Data compression is the process of removing redundancy from data. Let’s consider an imaginary example. Suppose we had an entirely black picture file with the dimensions of 100 pixels by 100 pixels. In terms of data storage (assuming 24 bits, or 3 bytes per pixel), the image will occupy 30,000 bytes of storage. 100 × 100 × 3 = 30,000
An image that is all one color contains entirely redundant data. If we were clever, we could encode the data in such a way that we simply describe the fact that we have a block of 10,000 black pixels. So, instead of storing a block of data containing 30,000 zeros (black is usually represented in image files as zero), we could compress the data into the number 10,000, followed by a zero to represent our data. Such a data compression scheme is called run-length encoding and is one of the most rudimentary compression techniques. Today’s techniques are much more advanced and complex, but the basic goal remains the same—get rid of redundant data. Compression algorithms (the mathematical techniques used to carry out the compression) fall into two general categories.

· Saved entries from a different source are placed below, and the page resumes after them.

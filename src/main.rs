//! flowrank: rank collected network flows by traffic volume.
//!
//! Reads flow batch files, filters and aggregates their sessions, and
//! prints the top talkers either once (`report`) or every interval while
//! new batch files arrive in a directory (`watch`).

use std::path::PathBuf;
use std::time::Duration;

use anyhow::{Context, Result};
use clap::{Args, Parser, Subcommand};
use tracing::{debug, error, info, Level};
use tracing_subscriber::FmtSubscriber;

use flowrank::config::Config;
use flowrank::export::{export_report, OutputFormat, ReportMeta};
use flowrank::store::BatchDirectory;
use flowrank::{FilterName, QueryContext, SortKey};

/// flowrank: filter, aggregate and rank network flow batches.
#[derive(Parser, Debug)]
#[command(name = "flowrank")]
#[command(version = "0.1.0")]
#[command(about = "Rank hosts and host pairs in collected network flow batches")]
#[command(long_about = None)]
struct Cli {
    #[command(subcommand)]
    command: Commands,
}

#[derive(Subcommand, Debug)]
enum Commands {
    /// Ingest batch files and print one ranked report.
    Report {
        /// Flow batch files (JSON).
        #[arg(required = true)]
        files: Vec<PathBuf>,

        #[command(flatten)]
        report: ReportArgs,
    },

    /// Watch a directory for new batch files and report every interval.
    Watch {
        /// Directory receiving flow batch files.
        dir: PathBuf,

        /// Seconds between scans (default: from config, else 10).
        #[arg(short, long)]
        interval: Option<u64>,

        #[command(flatten)]
        report: ReportArgs,
    },

    /// Print the default configuration file.
    InitConfig,
}

#[derive(Args, Debug)]
struct ReportArgs {
    /// TOML configuration file.
    #[arg(short, long)]
    config: Option<PathBuf>,

    /// Metric to rank by (e.g. "all-octets", "sessions", "raw").
    #[arg(short, long)]
    sort_key: Option<String>,

    /// Minimum metric value for a row to be shown.
    #[arg(short, long)]
    threshold: Option<u64>,

    /// Filter as NAME=VALUE (e.g. "remote-ip=8.8.8.0/24"). Repeatable.
    #[arg(short, long = "filter", value_name = "NAME=VALUE")]
    filters: Vec<String>,

    /// Show one row per session instead of a ranked view.
    #[arg(long)]
    raw: bool,

    /// Output format: text, json, jsonl.
    #[arg(short = 'o', long)]
    format: Option<String>,

    /// Show at most this many rows.
    #[arg(short = 'n', long)]
    limit: Option<usize>,

    /// Enable verbose (debug) logging.
    #[arg(short, long)]
    verbose: bool,
}

/// How each report is printed.
struct Presentation {
    raw: bool,
    format: OutputFormat,
    limit: Option<usize>,
}

#[tokio::main]
async fn main() -> Result<()> {
    let cli = Cli::parse();

    match cli.command {
        Commands::Report { files, report } => {
            let config = Config::load_optional(report.config.as_deref())?;
            init_logging(report.verbose || config.output.verbose)?;

            let (mut ctx, presentation) = build_context(&report, &config)?;
            for file in &files {
                ctx.ingest_file(file)
                    .with_context(|| format!("Failed to ingest {}", file.display()))?;
            }
            print_report(&mut ctx, &presentation)
        }

        Commands::Watch {
            dir,
            interval,
            report,
        } => {
            let config = Config::load_optional(report.config.as_deref())?;
            init_logging(report.verbose || config.output.verbose)?;

            let interval = interval.unwrap_or(config.watch.interval_secs);
            if interval == 0 {
                anyhow::bail!("interval must be greater than 0");
            }
            let (ctx, presentation) = build_context(&report, &config)?;
            let watch = BatchDirectory::new(dir, config.watch.extension.clone());
            run_watch(ctx, watch, Duration::from_secs(interval), &presentation).await
        }

        Commands::InitConfig => {
            print!("{}", Config::generate_default());
            Ok(())
        }
    }
}

fn init_logging(verbose: bool) -> Result<()> {
    let log_level = if verbose { Level::DEBUG } else { Level::INFO };
    let subscriber = FmtSubscriber::builder()
        .with_max_level(log_level)
        .with_target(false)
        .with_writer(std::io::stderr)
        .finish();
    tracing::subscriber::set_global_default(subscriber)
        .context("Failed to set tracing subscriber")
}

/// Builds a query context from the config file, with CLI flags taking
/// precedence.
fn build_context(args: &ReportArgs, config: &Config) -> Result<(QueryContext, Presentation)> {
    let mut settings = config.settings();
    if let Some(key) = &args.sort_key {
        settings.sort_key = key.parse::<SortKey>()?;
    }
    if let Some(threshold) = args.threshold {
        settings.threshold = threshold;
    }
    for raw in &args.filters {
        let (name, value) = parse_filter_arg(raw)?;
        settings.filters.set(name, value);
    }

    let format = match &args.format {
        Some(f) => f.parse::<OutputFormat>().map_err(anyhow::Error::msg)?,
        None => config.output.format,
    };

    let ctx = QueryContext::new(settings).with_cache_slots(config.cache_slots());
    let presentation = Presentation {
        raw: args.raw,
        format,
        limit: args.limit,
    };
    Ok((ctx, presentation))
}

fn parse_filter_arg(raw: &str) -> Result<(FilterName, String)> {
    let (name, value) = raw
        .split_once('=')
        .with_context(|| format!("Filter '{}' must look like NAME=VALUE", raw))?;
    let name = name.trim().parse::<FilterName>()?;
    Ok((name, value.trim().to_string()))
}

fn print_report(ctx: &mut QueryContext, presentation: &Presentation) -> Result<()> {
    let report = ctx.query(presentation.raw)?;
    let meta = ReportMeta::from(&*ctx);
    println!(
        "{}",
        export_report(&report, &meta, presentation.format, presentation.limit)
    );

    let stats = ctx.stats();
    debug!(
        "Cache: {} hits, {} misses, {} computations",
        stats.cache.hits, stats.cache.misses, stats.computations
    );
    Ok(())
}

async fn run_watch(
    mut ctx: QueryContext,
    mut watch: BatchDirectory,
    interval: Duration,
    presentation: &Presentation,
) -> Result<()> {
    use tokio::signal;

    println!("flowrank - watching {}", watch.path().display());
    println!("Press Ctrl+C to stop\n");

    let mut ticker = tokio::time::interval(interval);
    loop {
        tokio::select! {
            _ = ticker.tick() => {
                let fresh = watch
                    .scan()
                    .with_context(|| format!("Failed to scan {}", watch.path().display()))?;
                for path in &fresh {
                    if let Err(e) = ctx.ingest_file(path) {
                        error!("Skipping {}: {}", path.display(), e);
                    }
                }
                if !fresh.is_empty() {
                    info!("{} new batch files, {} batches total", fresh.len(), ctx.store().len());
                }
                print_report(&mut ctx, presentation)?;
            }

            _ = signal::ctrl_c() => {
                println!("\nReceived Ctrl+C, shutting down...");
                break;
            }
        }
    }

    Ok(())
}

- Lossless. Lossless compression preserves all the data contained in the original. This means that when a file is restored from a compressed version, the restored file is exactly the same as the original, uncompressed version.
- Lossy. Lossy compression, on the other hand, removes data as the compression is performed to allow more compression to be applied. When a lossy file is restored, it does not match the original version; rather, it is a close approximation. Examples of lossy compression are JPEG (for images) and MP3 (for music).
In our discussion, we will look exclusively at lossless compression since most data on computers cannot tolerate any data loss.
gzip
The gzip
program is used to compress one or more files. When executed, it replaces the original file with a compressed version of the original. The corresponding gunzip
program is used to restore compressed files to their original, uncompressed form.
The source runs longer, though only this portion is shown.